Laugier capovolge la conclusione compiaciuta e pseudo-ambigua di quel film suggerendo che forse questi insensibili genitori avevano una ragione per fare del male ad altre persone che va oltre il loro albero genealogico, una ragione infinitamente più sinistra perché serve una curiosità che non ha legami con la vita domestica o persino con la mondanità.

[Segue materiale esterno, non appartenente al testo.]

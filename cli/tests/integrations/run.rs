use crate::common::workspace;
use assert_cmd::Command;
use predicates::prelude::*;
use std::fs;

#[test]
fn test_cli_run_renders_sections_and_steps() {
    let dir = workspace();

    let mut cmd = Command::cargo_bin("larder").unwrap();
    cmd.arg("run").arg("brownies").arg("--dir").arg(dir.path());

    cmd.assert()
        .success()
        .stdout(predicate::str::contains("Fudgy Brownies"))
        .stdout(predicate::str::contains("Dry"))
        .stdout(predicate::str::contains("- 1/2 cup all-purpose flour"))
        .stdout(predicate::str::contains("or: almond flour"))
        .stdout(predicate::str::contains("- 2 eggs"))
        .stdout(predicate::str::contains("1. Whisk the melted butter with the sugar and egg."))
        .stdout(predicate::str::contains("3. Bake for 25 minutes."));
}

#[test]
fn test_cli_run_raw_with_multiplier() {
    let dir = workspace();

    let mut cmd = Command::cargo_bin("larder").unwrap();
    cmd.arg("run")
        .arg("brownies")
        .arg("--multiplier")
        .arg("2")
        .arg("--raw")
        .arg("--dir")
        .arg(dir.path());

    cmd.assert().success().stdout(predicate::str::starts_with(
        "1 cup all-purpose flour\n2/3 cup cocoa powder\n2 cups sugar\n4 eggs\n1 cup melted butter\n\n",
    ));
}

#[test]
fn test_cli_run_restriction_swaps_choice() {
    let dir = workspace();

    let mut cmd = Command::cargo_bin("larder").unwrap();
    cmd.arg("run")
        .arg("brownies")
        .arg("--restrict")
        .arg("gluten-free")
        .arg("--raw")
        .arg("--dir")
        .arg(dir.path());

    cmd.assert()
        .success()
        .stdout(predicate::str::contains("1/2 cup almond flour"))
        .stdout(predicate::str::contains("Fold in the almond flour and cocoa powder."));
}

#[test]
fn test_cli_run_choose_and_unit() {
    let dir = workspace();

    let mut cmd = Command::cargo_bin("larder").unwrap();
    cmd.arg("run")
        .arg("brownies")
        .arg("-c")
        .arg("flour=almond")
        .arg("-u")
        .arg("butter=tbsp")
        .arg("--raw")
        .arg("--dir")
        .arg(dir.path());

    cmd.assert()
        .success()
        .stdout(predicate::str::contains("1/2 cup almond flour"))
        .stdout(predicate::str::contains("8 tbsp melted butter"));
}

#[test]
fn test_cli_run_pan_scaling() {
    let dir = workspace();

    let mut cmd = Command::cargo_bin("larder").unwrap();
    cmd.arg("run")
        .arg("brownies")
        .arg("--pan")
        .arg("8sq:8x16")
        .arg("--raw")
        .arg("--dir")
        .arg(dir.path());

    cmd.assert()
        .success()
        .stdout(predicate::str::contains("1 cup all-purpose flour"));
}

#[test]
fn test_cli_run_unknown_choice_option() {
    let dir = workspace();

    let mut cmd = Command::cargo_bin("larder").unwrap();
    cmd.arg("run")
        .arg("brownies")
        .arg("-c")
        .arg("flour=rye")
        .arg("--dir")
        .arg(dir.path());

    cmd.assert()
        .failure()
        .stderr(predicate::str::contains("no option 'rye'"))
        .stderr(predicate::str::contains("wheat, almond"));
}

#[test]
fn test_cli_run_nonexistent_recipe() {
    let dir = workspace();

    let mut cmd = Command::cargo_bin("larder").unwrap();
    cmd.arg("run").arg("blondies").arg("--dir").arg(dir.path());

    cmd.assert()
        .failure()
        .stderr(predicate::str::contains("not found"));
}

#[test]
fn test_cli_run_malformed_recipe() {
    let dir = workspace();
    fs::write(
        dir.path().join("broken.json"),
        "{\n  \"id\": \"broken\",\n  \"tokenOrder\": \"flour\"\n}",
    )
    .unwrap();

    let mut cmd = Command::cargo_bin("larder").unwrap();
    cmd.arg("run").arg("brownies").arg("--dir").arg(dir.path());

    cmd.assert()
        .failure()
        .stderr(predicate::str::contains("Parse error"))
        .stderr(predicate::str::contains("broken.json"));
}

#[test]
fn test_cli_run_rejects_bad_multiplier() {
    let dir = workspace();

    let mut cmd = Command::cargo_bin("larder").unwrap();
    cmd.arg("run")
        .arg("brownies")
        .arg("--multiplier")
        .arg("-1")
        .arg("--dir")
        .arg(dir.path());

    cmd.assert().failure();
}

#[test]
fn test_cli_run_without_recipe_shows_usage() {
    let dir = workspace();

    let mut cmd = Command::cargo_bin("larder").unwrap();
    cmd.arg("run").arg("--dir").arg(dir.path());

    cmd.assert()
        .failure()
        .stderr(predicate::str::contains("No recipe specified"));
}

Queste persone torturano gli altri perché vogliono sperimentare indirettamente la loro “alterità”, per vedere cosa significa avere una persona che passa dall’altra parte e che torna indietro per dirle quanto è verde l’erba del vicino.
A livello tecnico, il film è superbo e modula montaggio, fotografia e sound design per modificare il tono emotivo in base alle diverse fasi della trama.
In conclusione
Martyrs è un improbabile capolavoro dell’orrore, seppur estremamente difficile da elogiare sinceramente. Quando lo guardi, ti risucchia ogni grammo di speranza che hai nell’umanità, facendoti desiderare di allontanarti il più possibile da essa.
Il feroce torture porn di Pascal Laugier rimane uno degli orrori più oscuri mai realizzati.
Non è un film facile da guardare, ma è comunque un film prezioso da vedere.